Une production davantage puissante et lisible qui met en relief les divers arrangements, un « The levee » (ou « When the levee break... ») – tiré du premier album – remanié ici pour le meilleur avec une introduction et une outro gagnant en profondeur mais aussi ce morceau d'ouverture sonnant le début de la transhumance : Brame monte le niveau d'un cran sans forcer. Le groupe peint son décor à grand coup de pinceau, étalant ses couleurs fauves et vous plongeant dans la campagne profonde grâce à de nombreux samples et bruitages idéalement placés, comme ces cloches sur « Monségur », ou encore par ces titres évocateurs tels que celui cité précédemment ainsi que « Malebête » et « Araire ». La musique vient compléter le tableau grâce à des touches blues redneck à la française nettement plus présentes (« Malebête » en est un bel exemple) – me renvoyant à Alexandre Hogue – mais aussi de petits éclats blafards s'échappant de ces nappes sonores minimalistes et acrimonieuses. La mélancolie vient vous cueillir durant la première partie avec notamment ces riffs rêches et simplistes qui, couplés aux ambiances brumeuses, collent petit à petit le bourdon. Alternant spoken word blasé et chant hurlé au mégaphone, les vocaux de Serge plombent et électrisent un peu plus l'atmosphère. Placés au second plan, ces derniers confèrent un côté lointain comme si l'humain n'était finalement que secondaire, un ornement passager.

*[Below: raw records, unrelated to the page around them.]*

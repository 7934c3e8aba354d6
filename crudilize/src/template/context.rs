use heck::{ToKebabCase, ToLowerCamelCase, ToSnakeCase, ToUpperCamelCase};
use std::borrow::Cow;

/// Values a template can reference.
///
/// `slug`, `schema` and `exampleModel` are the core fields. The `slug*`
/// variants are case conversions of the slug for templates that need a type
/// name or a file name next to the route name.
#[derive(Debug, Clone, PartialEq, Eq)]
pub struct RenderContext {
    slug: String,
    schema: String,
    example_model: String,
}

impl RenderContext {
    /// Every field name [`RenderContext::get`] answers for.
    pub const FIELDS: &'static [&'static str] = &[
        "slug",
        "schema",
        "exampleModel",
        "slugPascal",
        "slugCamel",
        "slugSnake",
        "slugKebab",
    ];

    #[must_use]
    pub fn new(
        slug: impl Into<String>,
        schema: impl Into<String>,
        example_model: impl Into<String>,
    ) -> Self {
        Self {
            slug: slug.into(),
            schema: schema.into(),
            example_model: example_model.into(),
        }
    }

    #[must_use]
    pub fn get(&self, field: &str) -> Option<Cow<'_, str>> {
        let value: Cow<'_, str> = match field {
            "slug" => Cow::Borrowed(&self.slug),
            "schema" => Cow::Borrowed(&self.schema),
            "exampleModel" => Cow::Borrowed(&self.example_model),
            "slugPascal" => Cow::Owned(self.slug.to_upper_camel_case()),
            "slugCamel" => Cow::Owned(self.slug.to_lower_camel_case()),
            "slugSnake" => Cow::Owned(self.slug.to_snake_case()),
            "slugKebab" => Cow::Owned(self.slug.to_kebab_case()),
            _ => return None,
        };
        Some(value)
    }
}

#[cfg(test)]
mod tests {
    use super::*;

    #[test]
    fn core_fields_are_returned_verbatim() {
        let context = RenderContext::new("userProfile", "{ \"type\": \"object\" }", "{}");
        assert_eq!(context.get("slug").as_deref(), Some("userProfile"));
        assert_eq!(
            context.get("schema").as_deref(),
            Some("{ \"type\": \"object\" }")
        );
        assert_eq!(context.get("exampleModel").as_deref(), Some("{}"));
    }

    #[test]
    fn slug_case_variants() {
        let context = RenderContext::new("user_profile", "{}", "{}");
        assert_eq!(context.get("slugPascal").as_deref(), Some("UserProfile"));
        assert_eq!(context.get("slugCamel").as_deref(), Some("userProfile"));
        assert_eq!(context.get("slugSnake").as_deref(), Some("user_profile"));
        assert_eq!(context.get("slugKebab").as_deref(), Some("user-profile"));
    }

    #[test]
    fn every_listed_field_resolves() {
        let context = RenderContext::new("a", "b", "c");
        for field in RenderContext::FIELDS {
            assert!(context.get(field).is_some(), "{field}");
        }
        assert_eq!(context.get("model"), None);
    }
}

La nuit, les charrues... montre une facette plus variée et organisée de ce duo capable de vous transcender avec des sonorités de bric et de broc portées à bout de bras. L'histoire contée par Brame défile sans accrocs, corsant son jeu au gré des minutes par des sonorités plus hermétiques et glacées : guitares grésillantes dévorant l'espace (« Araire ») ; boucles répétitives (« The levee »). L'ambiance s'assombrit au gré des minutes, à mesure que le côté tellurique prend le pas sur le reste. La tristesse fait place au désespoir puis au malaise comme vous pouviez déjà l'entendre sur
Tenaille. Cependant le duo accentue le trait sur ce second album grâce aux nombreuses touches noise et arrive ainsi à vous tenir en haleine de bout en bout malgré la rudesse des sonorités. Le mélange drone/noise/blues minimaliste de campagne française avait de quoi interloquer et faire sourire sur papier pourtant tout s'éclaire une fois le disque lancée avec notamment le long titre fleuve « Démolition » clôturant parfaitement l’œuvre. Cette seconde partie aux allures post-apocalyptiques vous rappelle d'ailleurs aux bons souvenirs des vieux films S-F de l'Hexagone. Une bande-son idéale qui aurait très bien pu servir de toile de fond à l'ovni Malevil.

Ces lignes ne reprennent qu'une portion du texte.